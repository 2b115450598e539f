//! Schema DSL parser implementation.

use super::error::ParseError;
use crate::ast::{
    Argument, ColumnDecl, DecoratorName, DecoratorUse, ModelDecl, RawSql, SchemaDocument, TypeName,
    TypeRef,
};
use crate::lexer::{Keyword, Lexer, Position, Token, TokenKind};

/// Parses a complete schema file.
///
/// # Errors
///
/// Returns a `ParseError` on the first syntax error in `input`.
pub fn parse(input: &str) -> Result<SchemaDocument, ParseError> {
    Parser::new(input).parse_document()
}

/// Schema DSL parser.
pub struct Parser<'a> {
    lexer: Lexer<'a>,
    current: Token,
}

impl<'a> Parser<'a> {
    /// Creates a new parser for the given input.
    #[must_use]
    pub fn new(input: &'a str) -> Self {
        let mut lexer = Lexer::new(input);
        let current = lexer.next_token();
        Self { lexer, current }
    }

    /// Parses the whole input into a schema document.
    ///
    /// # Errors
    ///
    /// Returns a `ParseError` if the input is not a valid schema file.
    pub fn parse_document(&mut self) -> Result<SchemaDocument, ParseError> {
        let mut document = SchemaDocument::default();

        loop {
            match &self.current.kind {
                TokenKind::Eof => break,
                TokenKind::Keyword(Keyword::Model) => {
                    let position = self.current.position;
                    let model = self.parse_model()?;
                    if document.model(&model.name).is_some() {
                        return Err(ParseError::new(
                            format!("Duplicate model '{}'", model.name),
                            position,
                        ));
                    }
                    document.models.push(model);
                }
                TokenKind::RawSql(_) => {
                    let raw = self.parse_raw_sql()?;
                    document.raw_statements.push(raw);
                }
                other => {
                    return Err(ParseError::unexpected(
                        "'model' or a raw SQL line",
                        other,
                        self.current.position,
                    ))
                }
            }
        }

        Ok(document)
    }

    /// Parses `model Name { columns }`.
    fn parse_model(&mut self) -> Result<ModelDecl, ParseError> {
        let model_position = self.current.position;
        self.expect_keyword(Keyword::Model)?;
        let name = self.expect_identifier("model name")?;

        let brace_position = self.current.position;
        self.expect(&TokenKind::LeftBrace)?;

        let mut columns: Vec<ColumnDecl> = Vec::new();
        loop {
            match &self.current.kind {
                TokenKind::Semicolon => self.advance(),
                TokenKind::RightBrace => {
                    self.advance();
                    break;
                }
                TokenKind::Eof => {
                    return Err(ParseError::new(
                        format!("Unmatched '{{': model '{name}' is never closed"),
                        brace_position,
                    ));
                }
                TokenKind::RawSql(_) => {
                    return Err(ParseError::new(
                        format!("Raw SQL is not allowed inside model '{name}'"),
                        self.current.position,
                    ));
                }
                _ => {
                    let position = self.current.position;
                    let column = self.parse_column()?;
                    if columns.iter().any(|c| c.name == column.name) {
                        return Err(ParseError::new(
                            format!("Duplicate column '{}' in model '{name}'", column.name),
                            position,
                        ));
                    }
                    columns.push(column);
                }
            }
        }

        if columns.is_empty() {
            return Err(ParseError::new(
                format!("Model '{name}' must declare at least one column"),
                model_position,
            ));
        }

        Ok(ModelDecl { name, columns })
    }

    /// Parses `name Type[(args)] [@decorator[(args)] ...]`.
    fn parse_column(&mut self) -> Result<ColumnDecl, ParseError> {
        let name = self.expect_name("column name")?;

        let type_position = self.current.position;
        let type_name = self.expect_identifier("column type")?;
        let Some(type_name) = TypeName::from_name(&type_name) else {
            return Err(ParseError::new(
                format!("Unknown type '{type_name}' for column '{name}'"),
                type_position,
            ));
        };
        let type_args = if self.check(&TokenKind::LeftParen) {
            self.parse_argument_list()?
                .into_iter()
                .map(|arg| arg.value)
                .collect()
        } else {
            Vec::new()
        };

        let mut decorators: Vec<DecoratorUse> = Vec::new();
        while let TokenKind::Decorator(raw_name) = &self.current.kind {
            let position = self.current.position;
            let Some(decorator) = DecoratorName::from_name(raw_name) else {
                return Err(ParseError::new(
                    format!("Unknown decorator '@{raw_name}' on column '{name}'"),
                    position,
                ));
            };
            self.advance();

            if decorators.iter().any(|d| d.name == decorator) {
                return Err(ParseError::new(
                    format!("Duplicate decorator '{decorator}' on column '{name}'"),
                    position,
                ));
            }

            let args = if self.check(&TokenKind::LeftParen) {
                self.parse_argument_list()?
            } else {
                Vec::new()
            };
            decorators.push(DecoratorUse {
                name: decorator,
                args,
            });
        }

        Ok(ColumnDecl {
            name,
            ty: TypeRef {
                name: type_name,
                args: type_args,
            },
            decorators,
        })
    }

    /// Parses `( arg, arg, ... )`. Empty parentheses yield no arguments.
    fn parse_argument_list(&mut self) -> Result<Vec<Argument>, ParseError> {
        let open_position = self.current.position;
        self.expect(&TokenKind::LeftParen)?;

        let mut args = Vec::new();
        if self.check(&TokenKind::RightParen) {
            self.advance();
            return Ok(args);
        }

        loop {
            if self.current.is_eof() {
                return Err(ParseError::new(
                    "Unmatched '(' in argument list",
                    open_position,
                ));
            }
            args.push(self.parse_argument()?);

            match &self.current.kind {
                TokenKind::Comma => self.advance(),
                TokenKind::RightParen => {
                    self.advance();
                    return Ok(args);
                }
                TokenKind::Eof => {
                    return Err(ParseError::new(
                        "Unmatched '(' in argument list",
                        open_position,
                    ));
                }
                other => {
                    return Err(ParseError::unexpected(
                        "',' or ')'",
                        other,
                        self.current.position,
                    ))
                }
            }
        }
    }

    /// Parses one argument: a string, a number, a dotted path (`User.id`)
    /// or a run of words (`SET NULL`).
    fn parse_argument(&mut self) -> Result<Argument, ParseError> {
        match &self.current.kind {
            TokenKind::String(value) => {
                let arg = Argument::quoted(value.as_str());
                self.advance();
                Ok(arg)
            }
            TokenKind::Number(value) => {
                let arg = Argument::bare(value.as_str());
                self.advance();
                Ok(arg)
            }
            TokenKind::Identifier(_) | TokenKind::Keyword(_) => {
                let mut value = self.expect_name("argument")?;
                while self.check(&TokenKind::Dot) {
                    self.advance();
                    value.push('.');
                    value.push_str(&self.expect_name("name after '.'")?);
                }
                while let TokenKind::Identifier(word) = &self.current.kind {
                    value.push(' ');
                    value.push_str(word);
                    self.advance();
                }
                Ok(Argument::bare(value))
            }
            other => Err(ParseError::unexpected(
                "argument",
                other,
                self.current.position,
            )),
        }
    }

    /// Parses consecutive `>` lines up to the one ending in `;`.
    fn parse_raw_sql(&mut self) -> Result<RawSql, ParseError> {
        let start = self.current.position;
        let mut sql = String::new();

        loop {
            let TokenKind::RawSql(line) = &self.current.kind else {
                return Err(unterminated_raw_sql(start));
            };
            if !sql.is_empty() && !line.is_empty() {
                sql.push('\n');
            }
            sql.push_str(line);
            self.advance();

            if let Some(statement) = sql.strip_suffix(';') {
                let statement = statement.trim_end();
                if statement.is_empty() {
                    return Err(ParseError::new("Empty raw SQL statement", start));
                }
                return Ok(RawSql {
                    sql: statement.to_string(),
                });
            }
        }
    }

    /// Advances to the next token.
    fn advance(&mut self) {
        self.current = self.lexer.next_token();
    }

    /// Checks if the current token matches the given kind.
    fn check(&self, kind: &TokenKind) -> bool {
        std::mem::discriminant(&self.current.kind) == std::mem::discriminant(kind)
    }

    /// Expects the current token to be the given kind.
    fn expect(&mut self, kind: &TokenKind) -> Result<(), ParseError> {
        if self.check(kind) {
            self.advance();
            Ok(())
        } else {
            Err(ParseError::unexpected(
                &kind.to_string(),
                &self.current.kind,
                self.current.position,
            ))
        }
    }

    /// Expects the current token to be the given keyword.
    fn expect_keyword(&mut self, keyword: Keyword) -> Result<(), ParseError> {
        if self.current.as_keyword() == Some(keyword) {
            self.advance();
            Ok(())
        } else {
            Err(ParseError::unexpected(
                &format!("'{}'", keyword.as_str()),
                &self.current.kind,
                self.current.position,
            ))
        }
    }

    /// Expects and returns an identifier.
    fn expect_identifier(&mut self, what: &str) -> Result<String, ParseError> {
        match &self.current.kind {
            TokenKind::Identifier(name) => {
                let name = name.clone();
                self.advance();
                Ok(name)
            }
            other => Err(ParseError::unexpected(what, other, self.current.position)),
        }
    }

    /// Expects an identifier, also accepting reserved words in name position.
    fn expect_name(&mut self, what: &str) -> Result<String, ParseError> {
        if let Some(keyword) = self.current.as_keyword() {
            self.advance();
            return Ok(keyword.as_str().to_string());
        }
        self.expect_identifier(what)
    }
}

fn unterminated_raw_sql(start: Position) -> ParseError {
    ParseError::new("Unterminated raw SQL statement (missing ';')", start)
}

○ ○ ○

● Task
Determine how many lines of the material include the string "other", and give only the resulting number.

● Task response
7